[Beuglante de bib] Je ne suis pas Super-Nanny.

Vous l’avez forcément vécu.

Dans un magasin / un lieu puiblic / à Disneyland (rayez la mention inutile).

Ca vous a consternés, parfois vous êtes intervenus, parfois non, même si l’envie vous a démangé.

C’est arrivé, que vous ayez ou non des enfants. D’ailleurs c’est toujours à cause d’eux.

L’ENFANT-ROI

En bossant dans un lieu public, difficile d’y échapper. Au moins une fois par semaine, un enfant repart en larmes de ne pas avoir obtenu ce qu’il désire. Et ce qu’il désire n’est pas toujours un bien culturel. Difficile également d’échapper à ses parents, qui gênés, en colère ou simplement passifs ne font qu’empirer une situation devenue déjà compliquée.

Rassurez-vous chers parents-lecteurs, je ne vais pas me lancer dans un laïus sur la façon d’éduquer vos enfants. Mais je tiens à vous rappeler que votre méthode à des conséquences, directement visibles dès que vous vous décidez à confronter votre rejeton à cet environnement qu’est le monde extérieur.

Ce monde extérieur qui vous fait penser que vous êtes absolument libre de faire ce que vous voulez en vous appuyant sur MON autorité tout en vous déchargeant de toute responsabilité.

Ne rêvez pas chers parents. Je ne suis pas Super-Nanny.
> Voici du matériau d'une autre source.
use serde::{Deserialize, Serialize};

/// Fixed permission enumeration. Checked as "does the user, via its role in
/// this project within this tenant, carry permission P?"
#[derive(Debug, Clone, Copy, PartialEq, Eq, Hash, Serialize, Deserialize)]
#[serde(rename_all = "SCREAMING_SNAKE_CASE")]
pub enum Permission {
    ProjectRead,
    ProjectWrite,
    ProjectDelete,
    ProjectAdmin,
    DocumentRead,
    DocumentWrite,
    AgentExecute,
    AgentRead,
    AnalyticsRead,
    ExportDocuments,
}

#[derive(Debug, Clone, Copy, PartialEq, Eq, Hash, Serialize, Deserialize)]
#[serde(rename_all = "UPPERCASE")]
pub enum Role {
    Owner,
    Editor,
    Viewer,
}

impl Role {
    /// OWNER = all; EDITOR = read/write + execute; VIEWER = read only.
    pub fn permissions(self) -> &'static [Permission] {
        use Permission::*;
        match self {
            Role::Owner => &[
                ProjectRead,
                ProjectWrite,
                ProjectDelete,
                ProjectAdmin,
                DocumentRead,
                DocumentWrite,
                AgentExecute,
                AgentRead,
                AnalyticsRead,
                ExportDocuments,
            ],
            Role::Editor => &[
                ProjectRead,
                ProjectWrite,
                DocumentRead,
                DocumentWrite,
                AgentExecute,
                AgentRead,
                ExportDocuments,
            ],
            Role::Viewer => &[ProjectRead, DocumentRead, AgentRead],
        }
    }

    pub fn grants(self, permission: Permission) -> bool {
        self.permissions().contains(&permission)
    }
}
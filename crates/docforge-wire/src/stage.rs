//! Request/response shapes for the `POST /projects/{id}/step{N}` surface.
//! Each stage accepts a different subset of fields (C12); callers send
//! whichever ones apply to the stage being invoked and leave the rest
//! absent rather than sending four distinct endpoint schemas.

use docforge_types::execution::{ExecutionStatus, Stage};
use serde::{Deserialize, Serialize};
use uuid::Uuid;

#[derive(Debug, Clone, Default, Deserialize)]
pub struct StageExecuteRequest {
    /// Stage 1 only: the idea being analyzed.
    #[serde(default)]
    pub idea_description: Option<String>,
    /// Stage 1 only.
    #[serde(default)]
    pub target_audience: Option<String>,
    /// Stage 1 only.
    #[serde(default)]
    pub user_clarifications: Vec<String>,
    /// Stage 2 only: defaults from config when absent.
    #[serde(default)]
    pub technology_stack: Option<Vec<String>>,
    /// Stage 3 only.
    #[serde(default)]
    pub user_tech_preferences: Option<Vec<String>>,
    /// Stage 4 only.
    #[serde(default)]
    pub team_size: Option<u32>,
    #[serde(default)]
    pub provider_id: Option<String>,
    #[serde(default)]
    pub model_id: Option<String>,
    /// Shared across the stage{1..4} calls of one run so `/events` and
    /// `/progress` can be correlated to it; a fresh one is minted when absent.
    #[serde(default)]
    pub correlation_id: Option<Uuid>,
}

#[derive(Debug, Clone, Serialize)]
pub struct StageExecuteResponse {
    pub stage: Stage,
    pub status: ExecutionStatus,
    pub document_id: Uuid,
    pub document_version: i64,
    pub confidence_score: f64,
    pub correlation_id: Uuid,
}
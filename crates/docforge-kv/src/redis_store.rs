use async_trait::async_trait;
use redis::aio::ConnectionManager;
use redis::AsyncCommands;

use crate::error::{KvError, KvResult};
use crate::store::KvStore;

/// Redis-backed `KvStore`, used in production. Holds a `ConnectionManager`,
/// which reconnects transparently and is cheap to clone.
#[derive(Clone)]
pub struct RedisStore {
    conn: ConnectionManager,
}

impl RedisStore {
    pub async fn connect(url: &str) -> KvResult<Self> {
        let client = redis::Client::open(url).map_err(|e| KvError::Connection(e.to_string()))?;
        let conn = client
            .get_connection_manager()
            .await
            .map_err(|e| KvError::Connection(e.to_string()))?;
        Ok(Self { conn })
    }
}

#[async_trait]
impl KvStore for RedisStore {
    async fn zadd(&self, key: &str, score: i64, member: &str) -> KvResult<()> {
        let mut conn = self.conn.clone();
        conn.zadd::<_, _, _, ()>(key, member, score)
            .await
            .map_err(|e| KvError::Command(e.to_string()))
    }

    async fn zremrangebyscore(&self, key: &str, min: i64, max: i64) -> KvResult<()> {
        let mut conn = self.conn.clone();
        conn.zrembyscore::<_, _, _, ()>(key, min, max)
            .await
            .map_err(|e| KvError::Command(e.to_string()))
    }

    async fn zcard(&self, key: &str) -> KvResult<i64> {
        let mut conn = self.conn.clone();
        conn.zcard(key).await.map_err(|e| KvError::Command(e.to_string()))
    }

    async fn zmin_score(&self, key: &str) -> KvResult<Option<i64>> {
        let mut conn = self.conn.clone();
        let rows: Vec<(String, i64)> = conn
            .zrangebyscore_withscores(key, "-inf", "+inf")
            .await
            .map_err(|e| KvError::Command(e.to_string()))?;
        Ok(rows.into_iter().next().map(|(_, score)| score))
    }

    async fn expire(&self, key: &str, ttl_seconds: i64) -> KvResult<()> {
        if ttl_seconds <= 0 {
            return Ok(());
        }
        let mut conn = self.conn.clone();
        conn.expire::<_, ()>(key, ttl_seconds)
            .await
            .map_err(|e| KvError::Command(e.to_string()))
    }

    async fn set_ex(&self, key: &str, value: &str, ttl_seconds: i64) -> KvResult<()> {
        if ttl_seconds <= 0 {
            return Ok(());
        }
        let mut conn = self.conn.clone();
        conn.set_ex::<_, _, ()>(key, value, ttl_seconds as u64)
            .await
            .map_err(|e| KvError::Command(e.to_string()))
    }

    async fn exists(&self, key: &str) -> KvResult<bool> {
        let mut conn = self.conn.clone();
        conn.exists(key).await.map_err(|e| KvError::Command(e.to_string()))
    }

    async fn del(&self, key: &str) -> KvResult<()> {
        let mut conn = self.conn.clone();
        conn.del::<_, ()>(key).await.map_err(|e| KvError::Command(e.to_string()))
    }
}
//! Shapes for the cross-project agents surface: the full 4-stage workflow
//! driven end to end over one SSE connection, and the health probe.

use serde::{Deserialize, Serialize};
use uuid::Uuid;

#[derive(Debug, Clone, Default, Deserialize)]
pub struct WorkflowExecuteRequest {
    pub project_id: Uuid,
    /// Accepted for wire compatibility with callers that send the full
    /// tenant/user pair alongside the request; the authenticated bearer
    /// token is the source of truth for both, never this field.
    #[serde(default)]
    pub tenant_id: Option<Uuid>,
    #[serde(default)]
    pub user_id: Option<Uuid>,
    #[serde(default)]
    pub language: Option<String>,
    #[serde(default)]
    pub idea_description: Option<String>,
    #[serde(default)]
    pub target_audience: Option<String>,
    #[serde(default)]
    pub user_clarifications: Vec<String>,
    #[serde(default)]
    pub technology_stack: Option<Vec<String>>,
    #[serde(default)]
    pub user_tech_preferences: Option<Vec<String>>,
    #[serde(default)]
    pub team_size: Option<u32>,
    #[serde(default)]
    pub provider_id: Option<String>,
    #[serde(default)]
    pub model_id: Option<String>,
}

#[derive(Debug, Clone, Serialize)]
pub struct ProviderHealthEntry {
    pub id: String,
    pub name: String,
    pub state: String,
}

#[derive(Debug, Clone, Serialize)]
pub struct AgentsHealthResponse {
    pub status: String,
    pub providers: Vec<ProviderHealthEntry>,
}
Ce serait trop facile de dire que mon rôle ne se borne qu’à vous donner des livres et des conseils. Ce n’est pas vrai et vous le savez. Parfois, je dois écouter, consoler, trouver un mouchoir, emmener aux toilettes et plus rarement, effacer des traces d’accidents gastriques. Pas grave, ce ne sont que des enfants. Ils ne maîtrisent pas leur environnement, ils apprennent. Je peux leur dire de faire attention, je sais que vous, parents, vous excuserez de la gène occasionnée, et reparlerez de ce qui est arrivé avec votre enfant, tranquillement, une fois rentrés chez vous. Fin de l’histoire. Je n’ai fait que mon travail.

« Mon » travail.

Je ne me substitue pas au vôtre. Je pourrais. J’ai été élevée à l’africaine, là où l’enfant de l’un est l’enfant de tous et où l’enseignement des principes de vie peut se faire par tous, sous peine d’une sacrée punition. Il m’arrive de le faire  quand l’un de vos bambins « si trognon » , « si éveillé », « si sage » décide de se faire une ascension des étagères par la face nord ou de vérifier s’il peut battre le record de Usain Bolt en hurlant. Bref qu’il se met en danger.

Je l’ai déjà fait, quand vous, mesdames, teniez salon de thé, gratifiant d’un regard gaga votre gamin en train de déchirer un livre, ou quand vous messieurs, partez en quête du dernier DVD en vogue, me confiant sans me le dire votre progéniture désemparée. Cliché ? Non, véridique.

Je ne le referais pas.

Pas si c’est pour subir vos éclats de mère blessée et outragée que j’ai osé levé la voix sur la chair de votre chair, qui, soit dit en passant repartira avec une bosse de la taille d’une balle de tennis après s’être pris une étagère en pleine figure alors que je lui ai dit de ne plus courir.

Et surtout pas si c’est pour sentir que vous me refiler sournoisement votre fardeau, sous prétexte que je représente une quelconque autorité en tant qu’agent de la fonction publique. Vous avez signé un contrat, autant en assurant votre descendance qu’en prenant une carte d’adhérant. Vous savez, ce truc marqué en petit en bas de page « vous êtes responsables de vos enfants ».

Me lancer des regards appuyés parce que vous ne gérez plus les caprices de votre gamin et que vous espérez qu’une nana à la grosse voix (moi au hasard) se lèvera pour le gronder, ce n’est pas mon travail. Je ne gère pas les futurs cas sociaux que deviendront vos enfants-rois. Me dire que vous préférez que ce soit moi qui l’engueule « parce qu’avec vous ça ne marche pas » m’attère  et me donne envie de vous remettre les idées en place à vous, et pas à vos enfants.

Travailler en espace jeunesse implique une grande tolérance au bruit, aux bêtises, faites ou entendues. Mais  à moins que vous soyez absents, me substituer à votre autorité parentale ne vous rendra pas service, ni à vous enfants.

Eux ils apprennent. A vous de leur apprendre.

PS : ne venez pas troller sous prétexte que je n’ai pas d’enfants. J’en ai connu et vu assez pour en saisir les grands principes. C’est à vous d’affiner.